On March 12, 2021, India’s Ministry of Civil Aviation released a new set of comprehensive drone laws and regulations applicable to all Category System (UAS) registered in India. Every company or individual owning, possessing, or involved in exporting, importing, manufacturing, trading, leasing, transferring, operations, or maintenance of drones in India is bound to abide by all the rules and regulations newly aligned by the Ministry of Civil Aviation.
Under this system, all drones will require a Formal Authorisation Certificate. The certificate will be issued by testing laboratories or organizations authorized to do so by the DGCA.
The rules also prescribe penalties for any unauthorized import, buying, selling, and leasing of drones. Additionally, flying a drone by a person who is not a licensed remote pilot will also be regarded as a punishable offense. Thus, irrespective of the category, no drone shall be allowed to operate in India without a valid certificate of manufacture and airworthiness issued by the DGCA.
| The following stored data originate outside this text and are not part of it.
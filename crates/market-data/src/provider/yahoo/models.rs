//! Yahoo Finance API response models.
//!
//! `chart` carries the OHLCV series; `quoteSummary` carries fundamentals.

use serde::Deserialize;

// ============================================================================
// Chart API
// ============================================================================

#[derive(Debug, Deserialize)]
pub struct YahooChartResponse {
    pub chart: YahooChart,
}

#[derive(Debug, Deserialize)]
pub struct YahooChart {
    #[serde(default)]
    pub result: Option<Vec<YahooChartResult>>,
    #[serde(default)]
    pub error: Option<YahooApiError>,
}

#[derive(Debug, Deserialize)]
pub struct YahooApiError {
    pub code: String,
    #[serde(default)]
    pub description: Option<String>,
}

#[derive(Debug, Deserialize)]
pub struct YahooChartResult {
    /// Absent when the symbol has no bars in range
    #[serde(default)]
    pub timestamp: Option<Vec<i64>>,
    pub indicators: YahooIndicators,
}

#[derive(Debug, Deserialize)]
pub struct YahooIndicators {
    #[serde(default)]
    pub quote: Vec<YahooQuoteSeries>,
    #[serde(default)]
    pub adjclose: Option<Vec<YahooAdjCloseSeries>>,
}

/// Parallel arrays; halted bars come back as nulls
#[derive(Debug, Default, Deserialize)]
pub struct YahooQuoteSeries {
    #[serde(default)]
    pub open: Vec<Option<f64>>,
    #[serde(default)]
    pub high: Vec<Option<f64>>,
    #[serde(default)]
    pub low: Vec<Option<f64>>,
    #[serde(default)]
    pub close: Vec<Option<f64>>,
    #[serde(default)]
    pub volume: Vec<Option<f64>>,
}

#[derive(Debug, Deserialize)]
pub struct YahooAdjCloseSeries {
    #[serde(default)]
    pub adjclose: Vec<Option<f64>>,
}

// ============================================================================
// quoteSummary API
// ============================================================================

#[derive(Debug, Deserialize)]
#[serde(rename_all = "camelCase")]
pub struct YahooQuoteSummaryResponse {
    pub quote_summary: YahooQuoteSummary,
}

#[derive(Debug, Deserialize)]
pub struct YahooQuoteSummary {
    #[serde(default)]
    pub result: Option<Vec<YahooQuoteSummaryResult>>,
}

#[derive(Debug, Deserialize)]
#[serde(rename_all = "camelCase")]
pub struct YahooQuoteSummaryResult {
    pub price: Option<YahooPriceData>,
    pub summary_profile: Option<YahooSummaryProfile>,
    pub summary_detail: Option<YahooSummaryDetail>,
}

#[derive(Debug, Deserialize)]
#[serde(rename_all = "camelCase")]
pub struct YahooPriceData {
    pub currency: Option<String>,
    pub short_name: Option<String>,
    pub long_name: Option<String>,
    pub exchange_name: Option<String>,
    pub market_cap: Option<YahooRawValue>,
}

/// Yahoo wraps numbers as `{"raw": 1.0, "fmt": "1.00"}`, or `{}` when absent
#[derive(Debug, Deserialize, Clone)]
pub struct YahooRawValue {
    pub raw: Option<f64>,
}

#[derive(Debug, Deserialize)]
#[serde(rename_all = "camelCase")]
pub struct YahooSummaryProfile {
    pub sector: Option<String>,
    pub industry: Option<String>,
}

#[derive(Debug, Deserialize)]
#[serde(rename_all = "camelCase")]
pub struct YahooSummaryDetail {
    pub market_cap: Option<YahooRawValue>,
    #[serde(rename = "trailingPE")]
    pub trailing_pe: Option<YahooRawValue>,
}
Technological improvements have made drones what they are today: a marvel of engineering capable of performing tasks that are either nearly impossible or quite hazardous for humans to perform. Given the economic opportunities and the scope presented by drones in India, it is not surprising that the UAV sector is the fastest-growing commercial sector in India. However, the industry is not free from challenges—investments required for innovations and research regarding UAVs’ safe use in India. Hence, through intensive scientific research, drones can be technologically advanced to use artificial intelligence, machine learning, etc. To become a one-stop solution to provide automated, secure, and economical solutions for leveraging technology across public and private sectors.